4. THREE D’s OF INVESTING
Mr Raamdeo Agarwal believes that success in equity investment can be achieved through the three D’s of investing: Discipline, Diversification and Differentiating between value and prices.
Mr Agrawal believes that discipline, irrespective of whether the market is good or bad, is an essential trait of any successful investor. He has been very disciplined in his investing approach throughout his investment career of over 30 years now. Discipline brings consistency and creates a habit of winning. When you do the same thing over and over again, you become very good at it.
It is important not to put all eggs in a single basket. Diversification is a technique used to reduce risks by allocating investment in different industries, financial instruments, etc. It is a risk management technique to minimize the risks by investing in varying sectors with disproportionate correlation to each other. i.e. safeguarding the downside risk from a specific company. In his words, “Diversification within a portfolio can take care of all the challenges of the marketplace”. While it does not guarantee against loss, diversification is an essential component of achieving long-term financial goals while minimizing risk. Diversification is vital to eliminate company-specific risk, also known as idiosyncratic risks.
Differentiating between value and price also becomes essential to building a valuable and stable portfolio. As explained earlier in the article, it is important to stay unaffected by price variations. The long-term value is what needs to be followed.
Thus, a combination of these three methods becomes crucial for any successful investor.
QGLP INVESTMENT FORMULA
Mr Raamdeo Agarwal has stressed enough on this formula. QGLP (Quality, Growth, Longevity and Price) strategy for investment looks after the four primary fundamentals of long term wealth creation. This strategy expertly examines the following:
- Quality (Q) of business and management: The Quality of a business or company is reflected in its ability to extract significant returns on capital invested while prioritizing the interest of stakeholders. This ability should be deep-rooted and hence sustainable in business.

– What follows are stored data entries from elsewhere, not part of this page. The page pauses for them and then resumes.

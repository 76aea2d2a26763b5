//! `metrics` counters and histograms for retry attempts and tool executions.
//!
//! Every metric is prefixed with `hunyuan_`. Provider metrics are labelled by
//! operation (`chat_completion`, `chat_completion_stream`) and tool metrics by
//! tool name.
//!
//! ```rust
//! use hobserve::MetricsObservabilityHooks;
//! use hprovider::ProviderOperationHooks;
//!
//! // Without an installed recorder the calls are no-ops.
//! MetricsObservabilityHooks.on_success("chat_completion", 1);
//! ```

use std::time::Duration;

use hprovider::{ProviderError, ProviderOperationHooks, ToolCall};
use htooling::{ToolError, ToolExecutionContext, ToolExecutionResult, ToolRuntimeHooks};

#[derive(Debug, Clone, Copy, Default)]
pub struct MetricsObservabilityHooks;

fn error_code(error: &ProviderError) -> String {
    error.code.clone().unwrap_or_else(|| "none".to_string())
}

impl ProviderOperationHooks for MetricsObservabilityHooks {
    fn on_attempt_start(&self, operation: &str, _attempt: u32) {
        metrics::counter!(
            "hunyuan_provider_attempts_total",
            "operation" => operation.to_string()
        )
        .increment(1);
    }

    fn on_retry_scheduled(
        &self,
        operation: &str,
        _attempt: u32,
        delay: Duration,
        error: &ProviderError,
    ) {
        metrics::counter!(
            "hunyuan_provider_retries_total",
            "operation" => operation.to_string(),
            "error_kind" => format!("{:?}", error.kind)
        )
        .increment(1);
        metrics::histogram!(
            "hunyuan_provider_retry_delay_seconds",
            "operation" => operation.to_string()
        )
        .record(delay.as_secs_f64());
    }

    fn on_success(&self, operation: &str, attempts: u32) {
        metrics::counter!(
            "hunyuan_provider_success_total",
            "operation" => operation.to_string()
        )
        .increment(1);
        metrics::histogram!(
            "hunyuan_provider_attempts_per_call",
            "operation" => operation.to_string(),
            "status" => "success"
        )
        .record(f64::from(attempts));
    }

    fn on_failure(&self, operation: &str, attempts: u32, error: &ProviderError) {
        metrics::counter!(
            "hunyuan_provider_failure_total",
            "operation" => operation.to_string(),
            "error_kind" => format!("{:?}", error.kind),
            "error_code" => error_code(error)
        )
        .increment(1);
        metrics::histogram!(
            "hunyuan_provider_attempts_per_call",
            "operation" => operation.to_string(),
            "status" => "failure"
        )
        .record(f64::from(attempts));
    }
}

impl ToolRuntimeHooks for MetricsObservabilityHooks {
    fn on_execution_start(&self, tool_call: &ToolCall, _context: &ToolExecutionContext) {
        metrics::counter!(
            "hunyuan_tool_executions_total",
            "tool_name" => tool_call.name.clone()
        )
        .increment(1);
    }

    fn on_execution_success(
        &self,
        tool_call: &ToolCall,
        _context: &ToolExecutionContext,
        _result: &ToolExecutionResult,
        elapsed: Duration,
    ) {
        metrics::histogram!(
            "hunyuan_tool_execution_duration_seconds",
            "tool_name" => tool_call.name.clone(),
            "status" => "success"
        )
        .record(elapsed.as_secs_f64());
    }

    fn on_execution_failure(
        &self,
        tool_call: &ToolCall,
        _context: &ToolExecutionContext,
        error: &ToolError,
        elapsed: Duration,
    ) {
        metrics::counter!(
            "hunyuan_tool_failures_total",
            "tool_name" => tool_call.name.clone(),
            "error_kind" => format!("{:?}", error.kind)
        )
        .increment(1);
        metrics::histogram!(
            "hunyuan_tool_execution_duration_seconds",
            "tool_name" => tool_call.name.clone(),
            "status" => "failure"
        )
        .record(elapsed.as_secs_f64());
    }
}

- Growth (G) of earnings and RoE: Growth is key characteristic investors search for while selecting companies for investing. However, Growth by itself doesn’t mean much. It adds value only when the company’s return on capital exceeds the cost of capital. Thus, Growth is simply an amplifier: good when return exceeds the cost of capital, bad when performance is below the cost of capital, and neutral when profit equals the cost of capital. Higher Growth adds value for high return businesses and discredits value for low return businesses.
- Longevity (L): A useful practice for an investor is to determine how long a company whose returns on capital exceed costs can continue to find fruitful investment opportunities. Longevity can also be seen in understanding the growth potential for 10-15 years. It analyses the relevance of a business in the long term. Longevity, in simple terms, would mean the sustainability of the company to maintain or increase the level of current profits and its ability to withstand the changing market dynamics.
- Price (P): Price of a stock has to be seen in concurrence with the value it offers. Price is what we pay; value is what we get. Therefore, stocks are more attractive when the price is less than the intrinsic value of the stock.
These investment lessons are just a few chapters of the investing world that Mr Raamdeo Agrawal has experienced in his 30 years of investing experience. They provide a clear guide to the investment habits and traits one should hone to find success in the marketplace.